▸ To do:
For each record below, give an exact transcription.

- - -

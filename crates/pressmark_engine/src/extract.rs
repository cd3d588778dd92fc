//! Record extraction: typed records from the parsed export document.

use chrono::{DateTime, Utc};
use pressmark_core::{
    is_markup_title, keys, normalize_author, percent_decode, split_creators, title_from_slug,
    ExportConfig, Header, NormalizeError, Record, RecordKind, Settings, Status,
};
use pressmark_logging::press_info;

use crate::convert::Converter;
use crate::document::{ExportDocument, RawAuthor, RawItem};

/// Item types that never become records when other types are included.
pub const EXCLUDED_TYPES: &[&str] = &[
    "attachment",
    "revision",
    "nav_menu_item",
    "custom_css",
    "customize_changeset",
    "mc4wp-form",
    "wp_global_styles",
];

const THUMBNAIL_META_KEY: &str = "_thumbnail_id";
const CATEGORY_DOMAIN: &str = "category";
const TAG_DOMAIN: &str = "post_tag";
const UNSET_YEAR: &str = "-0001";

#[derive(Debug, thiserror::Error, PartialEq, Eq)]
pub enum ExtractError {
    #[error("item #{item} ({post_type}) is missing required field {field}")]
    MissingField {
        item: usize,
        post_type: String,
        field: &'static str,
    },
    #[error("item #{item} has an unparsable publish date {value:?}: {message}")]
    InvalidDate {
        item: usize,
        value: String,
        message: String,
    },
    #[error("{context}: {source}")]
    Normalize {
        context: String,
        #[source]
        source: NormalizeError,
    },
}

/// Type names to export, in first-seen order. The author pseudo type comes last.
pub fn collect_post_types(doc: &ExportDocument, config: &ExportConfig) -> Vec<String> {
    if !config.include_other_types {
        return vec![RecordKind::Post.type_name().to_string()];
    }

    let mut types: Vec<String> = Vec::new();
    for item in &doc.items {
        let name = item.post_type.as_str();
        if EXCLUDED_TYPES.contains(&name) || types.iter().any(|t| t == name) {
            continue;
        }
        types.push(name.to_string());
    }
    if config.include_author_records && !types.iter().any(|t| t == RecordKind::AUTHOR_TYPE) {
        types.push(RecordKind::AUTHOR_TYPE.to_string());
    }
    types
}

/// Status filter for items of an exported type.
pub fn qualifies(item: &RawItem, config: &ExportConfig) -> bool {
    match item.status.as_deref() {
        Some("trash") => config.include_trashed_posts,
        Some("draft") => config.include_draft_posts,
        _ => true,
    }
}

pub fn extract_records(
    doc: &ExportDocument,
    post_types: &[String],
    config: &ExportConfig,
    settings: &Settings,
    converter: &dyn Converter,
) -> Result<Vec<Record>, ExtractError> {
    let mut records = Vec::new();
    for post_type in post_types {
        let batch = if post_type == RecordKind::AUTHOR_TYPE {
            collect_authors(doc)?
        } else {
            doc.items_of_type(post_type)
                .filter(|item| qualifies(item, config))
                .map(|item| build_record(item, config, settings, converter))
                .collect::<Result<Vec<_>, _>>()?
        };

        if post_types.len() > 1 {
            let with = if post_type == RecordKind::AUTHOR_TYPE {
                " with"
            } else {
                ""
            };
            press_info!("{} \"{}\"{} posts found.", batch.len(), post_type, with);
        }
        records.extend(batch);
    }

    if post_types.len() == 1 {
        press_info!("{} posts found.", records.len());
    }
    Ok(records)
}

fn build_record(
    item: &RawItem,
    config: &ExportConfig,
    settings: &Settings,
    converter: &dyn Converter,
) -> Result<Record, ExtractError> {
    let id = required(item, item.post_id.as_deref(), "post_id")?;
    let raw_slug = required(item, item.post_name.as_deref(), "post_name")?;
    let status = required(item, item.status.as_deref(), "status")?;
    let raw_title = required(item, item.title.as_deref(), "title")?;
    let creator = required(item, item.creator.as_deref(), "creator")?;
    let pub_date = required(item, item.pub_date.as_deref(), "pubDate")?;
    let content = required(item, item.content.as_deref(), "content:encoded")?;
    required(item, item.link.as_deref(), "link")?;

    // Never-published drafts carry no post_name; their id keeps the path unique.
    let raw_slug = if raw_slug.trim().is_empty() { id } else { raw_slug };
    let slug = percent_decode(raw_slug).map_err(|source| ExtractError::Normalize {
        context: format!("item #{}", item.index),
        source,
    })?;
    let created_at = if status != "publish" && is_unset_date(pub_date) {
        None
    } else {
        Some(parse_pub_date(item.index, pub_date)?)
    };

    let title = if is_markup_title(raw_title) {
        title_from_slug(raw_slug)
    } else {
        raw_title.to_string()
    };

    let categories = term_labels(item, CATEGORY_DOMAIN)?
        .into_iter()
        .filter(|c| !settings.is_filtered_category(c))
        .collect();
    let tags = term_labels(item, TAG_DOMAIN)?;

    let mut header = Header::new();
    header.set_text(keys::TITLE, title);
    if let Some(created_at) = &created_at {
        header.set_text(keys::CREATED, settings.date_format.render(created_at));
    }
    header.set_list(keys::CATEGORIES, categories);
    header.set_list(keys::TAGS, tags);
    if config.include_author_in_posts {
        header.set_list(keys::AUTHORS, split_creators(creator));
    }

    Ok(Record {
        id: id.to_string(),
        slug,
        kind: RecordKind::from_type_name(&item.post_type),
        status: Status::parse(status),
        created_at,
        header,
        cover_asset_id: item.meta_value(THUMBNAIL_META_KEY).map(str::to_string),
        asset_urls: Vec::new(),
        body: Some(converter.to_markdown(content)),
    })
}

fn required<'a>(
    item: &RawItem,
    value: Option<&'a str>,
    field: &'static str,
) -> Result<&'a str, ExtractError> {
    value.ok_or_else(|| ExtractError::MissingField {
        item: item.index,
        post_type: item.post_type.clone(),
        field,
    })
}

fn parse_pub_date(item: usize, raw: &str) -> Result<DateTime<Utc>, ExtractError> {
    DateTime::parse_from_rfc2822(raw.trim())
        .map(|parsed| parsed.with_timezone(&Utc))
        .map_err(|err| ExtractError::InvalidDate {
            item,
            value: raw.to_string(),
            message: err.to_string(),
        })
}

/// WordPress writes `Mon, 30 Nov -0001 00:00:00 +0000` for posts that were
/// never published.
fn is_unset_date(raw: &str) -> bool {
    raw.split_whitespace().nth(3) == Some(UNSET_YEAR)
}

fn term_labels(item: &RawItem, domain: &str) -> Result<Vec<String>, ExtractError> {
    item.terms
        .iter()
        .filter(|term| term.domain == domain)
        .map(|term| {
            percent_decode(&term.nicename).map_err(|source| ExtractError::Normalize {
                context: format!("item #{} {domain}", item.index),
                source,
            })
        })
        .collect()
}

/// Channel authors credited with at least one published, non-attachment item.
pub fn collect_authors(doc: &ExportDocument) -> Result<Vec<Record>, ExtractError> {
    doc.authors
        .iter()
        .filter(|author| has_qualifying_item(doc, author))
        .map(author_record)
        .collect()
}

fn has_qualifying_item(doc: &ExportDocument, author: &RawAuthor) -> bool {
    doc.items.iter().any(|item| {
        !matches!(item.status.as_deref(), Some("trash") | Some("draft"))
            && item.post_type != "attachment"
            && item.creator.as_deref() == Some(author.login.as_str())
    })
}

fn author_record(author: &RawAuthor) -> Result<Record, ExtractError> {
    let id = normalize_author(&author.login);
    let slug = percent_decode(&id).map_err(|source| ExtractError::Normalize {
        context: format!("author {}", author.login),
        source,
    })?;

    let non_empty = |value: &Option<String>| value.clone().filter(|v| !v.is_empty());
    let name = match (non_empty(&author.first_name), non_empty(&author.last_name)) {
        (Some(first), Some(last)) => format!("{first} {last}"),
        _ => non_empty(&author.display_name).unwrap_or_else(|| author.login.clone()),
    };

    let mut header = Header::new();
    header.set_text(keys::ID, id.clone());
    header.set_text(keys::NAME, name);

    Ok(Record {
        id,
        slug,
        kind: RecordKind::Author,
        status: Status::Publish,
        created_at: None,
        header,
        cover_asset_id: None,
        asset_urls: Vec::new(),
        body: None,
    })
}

- - -

▸ Answer to the exercise:
filename crates/pressmark_engine/src/extract.rs
repository cd3d588778dd92fc
//! Record extraction: typed records from the parsed export document.

use chrono::{DateTime, Utc};
use pressmark_core::{
    is_markup_title, keys, normalize_author, percent_decode, split_creators, title_from_slug,
    ExportConfig, Header, NormalizeError, Record, RecordKind, Settings, Status,
};
use pressmark_logging::press_info;

use crate::convert::Converter;
use crate::document::{ExportDocument, RawAuthor, RawItem};

/// Item types that never become records when other types are included.
pub const EXCLUDED_TYPES: &[&str] = &[
    "attachment",
    "revision",
    "nav_menu_item",
    "custom_css",
    "customize_changeset",
    "mc4wp-form",
    "wp_global_styles",
];

const THUMBNAIL_META_KEY: &str = "_thumbnail_id";
const CATEGORY_DOMAIN: &str = "category";
const TAG_DOMAIN: &str = "post_tag";
const UNSET_YEAR: &str = "-0001";

#[derive(Debug, thiserror::Error, PartialEq, Eq)]
pub enum ExtractError {
    #[error("item #{item} ({post_type}) is missing required field {field}")]
    MissingField {
        item: usize,
        post_type: String,
        field: &'static str,
    },
    #[error("item #{item} has an unparsable publish date {value:?}: {message}")]
    InvalidDate {
        item: usize,
        value: String,
        message: String,
    },
    #[error("{context}: {source}")]
    Normalize {
        context: String,
        #[source]
        source: NormalizeError,
    },
}

/// Type names to export, in first-seen order. The author pseudo type comes last.
pub fn collect_post_types(doc: &ExportDocument, config: &ExportConfig) -> Vec<String> {
    if !config.include_other_types {
        return vec![RecordKind::Post.type_name().to_string()];
    }

    let mut types: Vec<String> = Vec::new();
    for item in &doc.items {
        let name = item.post_type.as_str();
        if EXCLUDED_TYPES.contains(&name) || types.iter().any(|t| t == name) {
            continue;
        }
        types.push(name.to_string());
    }
    if config.include_author_records && !types.iter().any(|t| t == RecordKind::AUTHOR_TYPE) {
        types.push(RecordKind::AUTHOR_TYPE.to_string());
    }
    types
}

/// Status filter for items of an exported type.
pub fn qualifies(item: &RawItem, config: &ExportConfig) -> bool {
    match item.status.as_deref() {
        Some("trash") => config.include_trashed_posts,
        Some("draft") => config.include_draft_posts,
        _ => true,
    }
}

pub fn extract_records(
    doc: &ExportDocument,
    post_types: &[String],
    config: &ExportConfig,
    settings: &Settings,
    converter: &dyn Converter,
) -> Result<Vec<Record>, ExtractError> {
    let mut records = Vec::new();
    for post_type in post_types {
        let batch = if post_type == RecordKind::AUTHOR_TYPE {
            collect_authors(doc)?
        } else {
            doc.items_of_type(post_type)
                .filter(|item| qualifies(item, config))
                .map(|item| build_record(item, config, settings, converter))
                .collect::<Result<Vec<_>, _>>()?
        };

        if post_types.len() > 1 {
            let with = if post_type == RecordKind::AUTHOR_TYPE {
                " with"
            } else {
                ""
            };
            press_info!("{} \"{}\"{} posts found.", batch.len(), post_type, with);
        }
        records.extend(batch);
    }

    if post_types.len() == 1 {
        press_info!("{} posts found.", records.len());
    }
    Ok(records)
}

fn build_record(
    item: &RawItem,
    config: &ExportConfig,
    settings: &Settings,
    converter: &dyn Converter,
) -> Result<Record, ExtractError> {
    let id = required(item, item.post_id.as_deref(), "post_id")?;
    let raw_slug = required(item, item.post_name.as_deref(), "post_name")?;
    let status = required(item, item.status.as_deref(), "status")?;
    let raw_title = required(item, item.title.as_deref(), "title")?;
    let creator = required(item, item.creator.as_deref(), "creator")?;
    let pub_date = required(item, item.pub_date.as_deref(), "pubDate")?;
    let content = required(item, item.content.as_deref(), "content:encoded")?;
    required(item, item.link.as_deref(), "link")?;

    // Never-published drafts carry no post_name; their id keeps the path unique.
    let raw_slug = if raw_slug.trim().is_empty() { id } else { raw_slug };
    let slug = percent_decode(raw_slug).map_err(|source| ExtractError::Normalize {
        context: format!("item #{}", item.index),
        source,
    })?;
    let created_at = if status != "publish" && is_unset_date(pub_date) {
        None
    } else {
        Some(parse_pub_date(item.index, pub_date)?)
    };

    let title = if is_markup_title(raw_title) {
        title_from_slug(raw_slug)
    } else {
        raw_title.to_string()
    };

    let categories = term_labels(item, CATEGORY_DOMAIN)?
        .into_iter()
        .filter(|c| !settings.is_filtered_category(c))
        .collect();
    let tags = term_labels(item, TAG_DOMAIN)?;

    let mut header = Header::new();
    header.set_text(keys::TITLE, title);
    if let Some(created_at) = &created_at {
        header.set_text(keys::CREATED, settings.date_format.render(created_at));
    }
    header.set_list(keys::CATEGORIES, categories);
    header.set_list(keys::TAGS, tags);
    if config.include_author_in_posts {
        header.set_list(keys::AUTHORS, split_creators(creator));
    }

    Ok(Record {
        id: id.to_string(),
        slug,
        kind: RecordKind::from_type_name(&item.post_type),
        status: Status::parse(status),
        created_at,
        header,
        cover_asset_id: item.meta_value(THUMBNAIL_META_KEY).map(str::to_string),
        asset_urls: Vec::new(),
        body: Some(converter.to_markdown(content)),
    })
}

fn required<'a>(
    item: &RawItem,
    value: Option<&'a str>,
    field: &'static str,
) -> Result<&'a str, ExtractError> {
    value.ok_or_else(|| ExtractError::MissingField {
        item: item.index,
        post_type: item.post_type.clone(),
        field,
    })
}

fn parse_pub_date(item: usize, raw: &str) -> Result<DateTime<Utc>, ExtractError> {
    DateTime::parse_from_rfc2822(raw.trim())
        .map(|parsed| parsed.with_timezone(&Utc))
        .map_err(|err| ExtractError::InvalidDate {
            item,
            value: raw.to_string(),
            message: err.to_string(),
        })
}

/// WordPress writes `Mon, 30 Nov -0001 00:00:00 +0000` for posts that were
/// never published.
fn is_unset_date(raw: &str) -> bool {
    raw.split_whitespace().nth(3) == Some(UNSET_YEAR)
}

fn term_labels(item: &RawItem, domain: &str) -> Result<Vec<String>, ExtractError> {
    item.terms
        .iter()
        .filter(|term| term.domain == domain)
        .map(|term| {
            percent_decode(&term.nicename).map_err(|source| ExtractError::Normalize {
                context: format!("item #{} {domain}", item.index),
                source,
            })
        })
        .collect()
}

/// Channel authors credited with at least one published, non-attachment item.
pub fn collect_authors(doc: &ExportDocument) -> Result<Vec<Record>, ExtractError> {
    doc.authors
        .iter()
        .filter(|author| has_qualifying_item(doc, author))
        .map(author_record)
        .collect()
}

fn has_qualifying_item(doc: &ExportDocument, author: &RawAuthor) -> bool {
    doc.items.iter().any(|item| {
        !matches!(item.status.as_deref(), Some("trash") | Some("draft"))
            && item.post_type != "attachment"
            && item.creator.as_deref() == Some(author.login.as_str())
    })
}

fn author_record(author: &RawAuthor) -> Result<Record, ExtractError> {
    let id = normalize_author(&author.login);
    let slug = percent_decode(&id).map_err(|source| ExtractError::Normalize {
        context: format!("author {}", author.login),
        source,
    })?;

    let non_empty = |value: &Option<String>| value.clone().filter(|v| !v.is_empty());
    let name = match (non_empty(&author.first_name), non_empty(&author.last_name)) {
        (Some(first), Some(last)) => format!("{first} {last}"),
        _ => non_empty(&author.display_name).unwrap_or_else(|| author.login.clone()),
    };

    let mut header = Header::new();
    header.set_text(keys::ID, id.clone());
    header.set_text(keys::NAME, name);

    Ok(Record {
        id,
        slug,
        kind: RecordKind::Author,
        status: Status::Publish,
        created_at: None,
        header,
        cover_asset_id: None,
        asset_urls: Vec::new(),
        body: None,
    })
}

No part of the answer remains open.